The lines below starting at the line containing "a specific attribute." and ending at the line containing "pub type Result<T>" are to be repeated exactly, with both ends kept and nothing else added.

*****

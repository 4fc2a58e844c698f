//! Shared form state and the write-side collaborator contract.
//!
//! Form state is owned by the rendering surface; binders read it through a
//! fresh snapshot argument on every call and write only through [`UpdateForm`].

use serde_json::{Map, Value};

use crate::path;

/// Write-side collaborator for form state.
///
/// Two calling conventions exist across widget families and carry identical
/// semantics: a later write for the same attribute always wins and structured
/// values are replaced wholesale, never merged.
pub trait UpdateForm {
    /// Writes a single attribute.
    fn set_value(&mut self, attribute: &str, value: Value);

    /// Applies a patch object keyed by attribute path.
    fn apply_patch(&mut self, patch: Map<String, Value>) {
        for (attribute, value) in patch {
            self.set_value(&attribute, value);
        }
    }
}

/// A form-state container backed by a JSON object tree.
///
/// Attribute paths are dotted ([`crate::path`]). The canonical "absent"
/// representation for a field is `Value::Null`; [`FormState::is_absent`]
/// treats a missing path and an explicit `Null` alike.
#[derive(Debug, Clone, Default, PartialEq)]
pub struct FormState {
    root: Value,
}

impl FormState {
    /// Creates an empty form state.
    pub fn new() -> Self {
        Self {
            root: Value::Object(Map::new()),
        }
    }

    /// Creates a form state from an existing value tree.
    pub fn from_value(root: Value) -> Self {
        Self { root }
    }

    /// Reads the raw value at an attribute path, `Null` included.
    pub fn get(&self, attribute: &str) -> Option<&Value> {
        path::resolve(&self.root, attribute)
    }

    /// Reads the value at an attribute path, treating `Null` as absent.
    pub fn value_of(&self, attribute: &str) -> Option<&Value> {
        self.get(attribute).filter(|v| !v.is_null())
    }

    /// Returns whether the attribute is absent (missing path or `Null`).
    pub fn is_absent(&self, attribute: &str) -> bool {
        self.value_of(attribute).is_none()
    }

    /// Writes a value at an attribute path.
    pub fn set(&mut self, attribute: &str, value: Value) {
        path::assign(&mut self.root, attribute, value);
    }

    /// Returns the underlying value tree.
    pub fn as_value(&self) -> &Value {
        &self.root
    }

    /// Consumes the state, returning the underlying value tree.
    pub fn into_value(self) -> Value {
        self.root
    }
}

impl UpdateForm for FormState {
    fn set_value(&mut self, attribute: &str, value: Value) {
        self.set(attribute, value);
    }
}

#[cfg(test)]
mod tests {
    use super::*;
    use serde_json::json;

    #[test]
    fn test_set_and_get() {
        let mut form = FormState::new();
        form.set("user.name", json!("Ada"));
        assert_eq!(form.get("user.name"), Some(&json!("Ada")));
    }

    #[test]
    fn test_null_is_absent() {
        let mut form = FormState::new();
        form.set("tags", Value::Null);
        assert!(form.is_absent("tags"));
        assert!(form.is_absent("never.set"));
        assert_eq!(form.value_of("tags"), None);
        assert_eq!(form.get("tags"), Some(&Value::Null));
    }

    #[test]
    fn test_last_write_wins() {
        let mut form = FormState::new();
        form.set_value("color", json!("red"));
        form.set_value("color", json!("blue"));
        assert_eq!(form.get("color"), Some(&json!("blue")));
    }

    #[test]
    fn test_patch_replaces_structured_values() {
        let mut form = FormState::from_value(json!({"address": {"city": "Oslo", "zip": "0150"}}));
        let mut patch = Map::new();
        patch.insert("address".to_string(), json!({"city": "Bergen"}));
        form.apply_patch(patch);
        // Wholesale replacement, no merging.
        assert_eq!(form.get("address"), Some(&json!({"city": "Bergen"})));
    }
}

*****

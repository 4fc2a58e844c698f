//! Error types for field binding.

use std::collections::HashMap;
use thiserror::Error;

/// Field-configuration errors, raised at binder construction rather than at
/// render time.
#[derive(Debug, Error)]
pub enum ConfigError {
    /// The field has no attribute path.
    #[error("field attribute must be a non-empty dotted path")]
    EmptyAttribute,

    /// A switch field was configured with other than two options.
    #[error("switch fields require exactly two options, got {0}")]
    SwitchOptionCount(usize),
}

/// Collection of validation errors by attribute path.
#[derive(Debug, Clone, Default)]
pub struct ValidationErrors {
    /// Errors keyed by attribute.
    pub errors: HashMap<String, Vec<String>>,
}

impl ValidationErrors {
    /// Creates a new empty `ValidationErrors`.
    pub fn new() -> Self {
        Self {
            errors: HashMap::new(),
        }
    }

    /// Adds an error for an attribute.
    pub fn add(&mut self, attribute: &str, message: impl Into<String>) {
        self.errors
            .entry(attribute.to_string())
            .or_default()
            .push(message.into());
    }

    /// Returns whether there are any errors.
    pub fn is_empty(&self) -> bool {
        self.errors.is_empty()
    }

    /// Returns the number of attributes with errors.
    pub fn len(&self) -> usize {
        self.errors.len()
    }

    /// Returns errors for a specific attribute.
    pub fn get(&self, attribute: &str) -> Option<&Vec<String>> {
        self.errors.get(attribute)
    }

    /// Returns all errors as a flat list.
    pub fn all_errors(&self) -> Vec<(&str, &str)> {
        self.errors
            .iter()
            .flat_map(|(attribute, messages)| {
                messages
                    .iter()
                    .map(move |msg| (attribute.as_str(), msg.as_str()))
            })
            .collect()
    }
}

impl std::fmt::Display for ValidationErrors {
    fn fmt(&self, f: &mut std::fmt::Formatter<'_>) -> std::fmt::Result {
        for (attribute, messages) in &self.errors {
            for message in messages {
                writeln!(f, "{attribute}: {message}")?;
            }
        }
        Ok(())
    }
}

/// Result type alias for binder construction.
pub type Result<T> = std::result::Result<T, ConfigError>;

*****

▶ [TASK RESULT]
    /// Returns errors for a specific attribute.
    pub fn get(&self, attribute: &str) -> Option<&Vec<String>> {
        self.errors.get(attribute)
    }

    /// Returns all errors as a flat list.
    pub fn all_errors(&self) -> Vec<(&str, &str)> {
        self.errors
            .iter()
            .flat_map(|(attribute, messages)| {
                messages
                    .iter()
                    .map(move |msg| (attribute.as_str(), msg.as_str()))
            })
            .collect()
    }
}

impl std::fmt::Display for ValidationErrors {
    fn fmt(&self, f: &mut std::fmt::Formatter<'_>) -> std::fmt::Result {
        for (attribute, messages) in &self.errors {
            for message in messages {
                writeln!(f, "{attribute}: {message}")?;
            }
        }
        Ok(())
    }
}

/// Result type alias for binder construction.
pub type Result<T> = std::result::Result<T, ConfigError>;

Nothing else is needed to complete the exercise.